И тут она с невероятной точностью пропела основную тему увертюры. Я плюхнулся рядом. Пока подкуривал сигарету, она уже начала приводить аргументы.
– Вот тута нелогично, – вышло у нее почти «нелохишно». – Вот зачем тута так резко? Ведь просится переход в ре минор… Вот слушайте! – И она напела, как, по ее мнению, должна была выглядеть музыкальная фраза. – Чувствуете? Вот чувствуете? А композитор этого не чувствует! Он будто доказать нам что-то хочет, в каждой фразе, в каждой фразе! Как будто бьет нас. Как будто что-то втолковывает, а непонятливых – розгой, розгой! А музыка – она не такая. Музыка – она… это когда началась мелодия, а ты тут же подхватил, а потом еще удивился – как это ты сам такую не сочинил?.. То есть не написал… Музыка – она родная, а тут будто наперекор… Вот верите, что мне вдруг подумалось? Ну, когда услышала первые ноты? Мне подумалось, что любая музыка уже есть – в душе, в воздухе, в мире, а композиторы – это те, кто для нас ее записывает. Кто-то хорошо записывает, кто-то хуже. Услышал, запомнил – записал. А этот – не из воздуха, не из души. Складно, красиво, но он, когда ноты записывал, не слышал их, а располагал по какому-то порядку. Неестественно. И жирная точка в конце… Почто? Такая жирная, что просто клякса! Грубая. Коробит. А нужно мягче, мягче…
Ее голос доносился словно издалека. До меня долетали какие-то обрывки фраз, обломки смысла. В них не было любви, в них не было признания или понимания, не было надежды. В них был укор, упрек, насмешка, презрение, приговор. Очередная критикесса, отличающаяся от прежних произношением слов «пошто» и «мяхше», ругала мое лучшее творение, ругала меня, брошенного, беглого, одинокого, застывшего, замороженного собственной болью и бессилием, оглушенного новой несправедливостью, переполненного праведным гневом, вынужденного пережигать в себе свое бешенство, удерживаться от естественного желания наказать, покарать глухих, слепых, бесталанных, никчемных людишек!
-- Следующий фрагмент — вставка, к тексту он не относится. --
//! A single fixed-size generation of the chained hash table

use super::Hashed;

/// Link to the next node of a bucket chain
pub(crate) type Link<T> = Option<Box<Node<T>>>;

/// Chain node: owns its payload and the rest of the chain
pub(crate) struct Node<T> {
    pub(crate) item: T,
    pub(crate) next: Link<T>,
}

/// Fixed-capacity table of bucket chains
///
/// Capacity is always a power of two so that a bucket index is `hash & mask`.
/// A table with zero capacity is "unallocated" and holds nothing.
pub(crate) struct Table<T> {
    slots: Box<[Link<T>]>,
    mask: usize,
    len: usize,
}

impl<T: Hashed> Table<T> {
    /// A table that owns no bucket storage yet
    pub(crate) fn unallocated() -> Self {
        Table {
            slots: Box::new([]),
            mask: 0,
            len: 0,
        }
    }

    /// Allocate `capacity` empty buckets (must be a power of two)
    pub(crate) fn with_capacity(capacity: usize) -> Self {
        assert!(capacity.is_power_of_two(), "table capacity must be a power of two");

        Table {
            slots: (0..capacity).map(|_| None).collect(),
            mask: capacity - 1,
            len: 0,
        }
    }

    pub(crate) fn is_allocated(&self) -> bool {
        !self.slots.is_empty()
    }

    pub(crate) fn capacity(&self) -> usize {
        self.slots.len()
    }

    pub(crate) fn len(&self) -> usize {
        self.len
    }

    /// Average chain length, rounded down
    pub(crate) fn load_factor(&self) -> usize {
        if self.slots.is_empty() {
            return 0;
        }
        self.len / self.slots.len()
    }

    fn bucket(&self, hash: u64) -> usize {
        (hash as usize) & self.mask
    }

    /// Prepend a node to its bucket chain
    pub(crate) fn insert_node(&mut self, mut node: Box<Node<T>>) {
        let pos = self.bucket(node.item.hash_code());
        node.next = self.slots[pos].take();
        self.slots[pos] = Some(node);
        self.len += 1;
    }

    pub(crate) fn find<F>(&self, hash: u64, eq: F) -> Option<&T>
    where
        F: Fn(&T) -> bool,
    {
        if !self.is_allocated() {
            return None;
        }

        let mut cur = self.slots[self.bucket(hash)].as_deref();
        while let Some(node) = cur {
            if node.item.hash_code() == hash && eq(&node.item) {
                return Some(&node.item);
            }
            cur = node.next.as_deref();
        }
        None
    }

    pub(crate) fn find_mut<F>(&mut self, hash: u64, eq: F) -> Option<&mut T>
    where
        F: Fn(&T) -> bool,
    {
        if !self.is_allocated() {
            return None;
        }

        let pos = self.bucket(hash);
        let mut cur = self.slots[pos].as_deref_mut();
        while let Some(node) = cur {
            if node.item.hash_code() == hash && eq(&node.item) {
                return Some(&mut node.item);
            }
            cur = node.next.as_deref_mut();
        }
        None
    }

    /// Unlink the matching node from its chain and hand back its payload
    pub(crate) fn detach<F>(&mut self, hash: u64, eq: F) -> Option<T>
    where
        F: Fn(&T) -> bool,
    {
        if !self.is_allocated() {
            return None;
        }

        let pos = self.bucket(hash);
        let mut link = &mut self.slots[pos];
        while link
            .as_ref()
            .is_some_and(|node| !(node.item.hash_code() == hash && eq(&node.item)))
        {
            link = &mut link.as_mut()?.next;
        }

        let mut node = link.take()?;
        *link = node.next.take();
        self.len -= 1;
        Some(node.item)
    }

    /// Pop the head node of bucket `pos`, if any
    pub(crate) fn pop_bucket(&mut self, pos: usize) -> Option<Box<Node<T>>> {
        let mut node = self.slots[pos].take()?;
        self.slots[pos] = node.next.take();
        self.len -= 1;
        Some(node)
    }

    /// Check that every node sits in the bucket its hash selects
    #[cfg(test)]
    pub(crate) fn is_consistent(&self) -> bool {
        let mut count = 0;
        for (pos, slot) in self.slots.iter().enumerate() {
            let mut cur = slot.as_deref();
            while let Some(node) = cur {
                if self.bucket(node.item.hash_code()) != pos {
                    return false;
                }
                count += 1;
                cur = node.next.as_deref();
            }
        }
        count == self.len
    }
}

impl<T> Drop for Table<T> {
    fn drop(&mut self) {
        // Unroll chains so long buckets don't recurse through Box drops
        for slot in self.slots.iter_mut() {
            let mut cur = slot.take();
            while let Some(mut node) = cur {
                cur = node.next.take();
            }
        }
    }
}

#[cfg(test)]
mod tests {
    use super::*;

    struct Item(u64, &'static str);

    impl Hashed for Item {
        fn hash_code(&self) -> u64 {
            self.0
        }
    }

    fn node(hash: u64, name: &'static str) -> Box<Node<Item>> {
        Box::new(Node { item: Item(hash, name), next: None })
    }

    #[test]
    fn test_unallocated_table_finds_nothing() {
        let mut table: Table<Item> = Table::unallocated();
        assert!(!table.is_allocated());
        assert!(table.find(1, |_| true).is_none());
        assert!(table.detach(1, |_| true).is_none());
        assert_eq!(table.load_factor(), 0);
    }

    #[test]
    fn test_same_bucket_chain() {
        let mut table = Table::with_capacity(4);
        table.insert_node(node(1, "a"));
        table.insert_node(node(5, "b"));
        table.insert_node(node(9, "c"));

        assert_eq!(table.len(), 3);
        assert!(table.is_consistent());
        assert_eq!(table.find(5, |i| i.1 == "b").map(|i| i.1), Some("b"));

        // Detach from the middle of the chain
        assert_eq!(table.detach(5, |i| i.1 == "b").map(|i| i.1), Some("b"));
        assert_eq!(table.len(), 2);
        assert!(table.find(5, |_| true).is_none());
        assert!(table.find(1, |_| true).is_some());
        assert!(table.find(9, |_| true).is_some());
        assert!(table.is_consistent());
    }

    #[test]
    fn test_hash_must_match_exactly() {
        let mut table = Table::with_capacity(4);
        table.insert_node(node(3, "x"));

        // Same bucket, different hash: predicate alone is not enough
        assert!(table.find(7, |_| true).is_none());
        assert!(table.find_mut(3, |_| true).is_some());
    }

    #[test]
    fn test_pop_bucket() {
        let mut table = Table::with_capacity(2);
        table.insert_node(node(0, "a"));
        table.insert_node(node(2, "b"));

        assert_eq!(table.pop_bucket(0).map(|n| n.item.1), Some("b"));
        assert_eq!(table.pop_bucket(0).map(|n| n.item.1), Some("a"));
        assert!(table.pop_bucket(0).is_none());
        assert_eq!(table.len(), 0);
    }
}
Если однажды ледяная корка, покрывающая меня в такие минуты, хрустко лопнет…
– Ленка, егоза! – нарочито громко прозвучало совсем рядом.
Очнувшись, я в недоумении закрутил головой – стою, нависнув над побледневшей Аленой, тяну руки (к ее шее?!), а сзади сбоку, буквально в шаге, – бородатый механик.
– Ленка! – повторил мастер, глядя почему-то мне в глаза. – А вот у меня в крохсфорде слово трудное попалось: «Советский композитор, основоположник современного суггестивно-трансового направления в симфонической музыке». Девять букв.
Прежде чем до меня дошел смысл формулировки, я поразился, с какой чистотой она была произнесена – ни намека на местный говорок! Издеваются они надо мною, что ли? Между тем буравящий взгляд пожилого механика буквально телеграфировал мне: «Не балуй!»
– Михальчук, – едва слышно отозвалась Алена, затем рывком поднялась с бревна, коротко посмотрела на меня, вновь отвела взгляд. – Пойду я. Вы извините…
Бочком протиснулась мимо, шмыгнула за угол пристройки, едва не столкнувшись с мужчиной средних лет в голубой панаме и мокрой от пота рубашке-тенниске.
– Точно, Михальчук! Подходит! – заулыбался мастер, огрызком химического карандаша малюя в сложенной в несколько раз, порядком замусоленной газете, мягко отшагнул и практически исчез в густой тени навеса. – Вот егоза! Все знает!
– Доброго здоровья, товарищ! – важно кивнул мне не замеченный механиком мужчина в тенниске. – Петрович, выдь на час!
– Жарко! – донеслось из-под навеса. – Сам сюды ныряй!
Мужчина, стесняясь, вынул скомканный носовой платок, промокнул блестящий лоб.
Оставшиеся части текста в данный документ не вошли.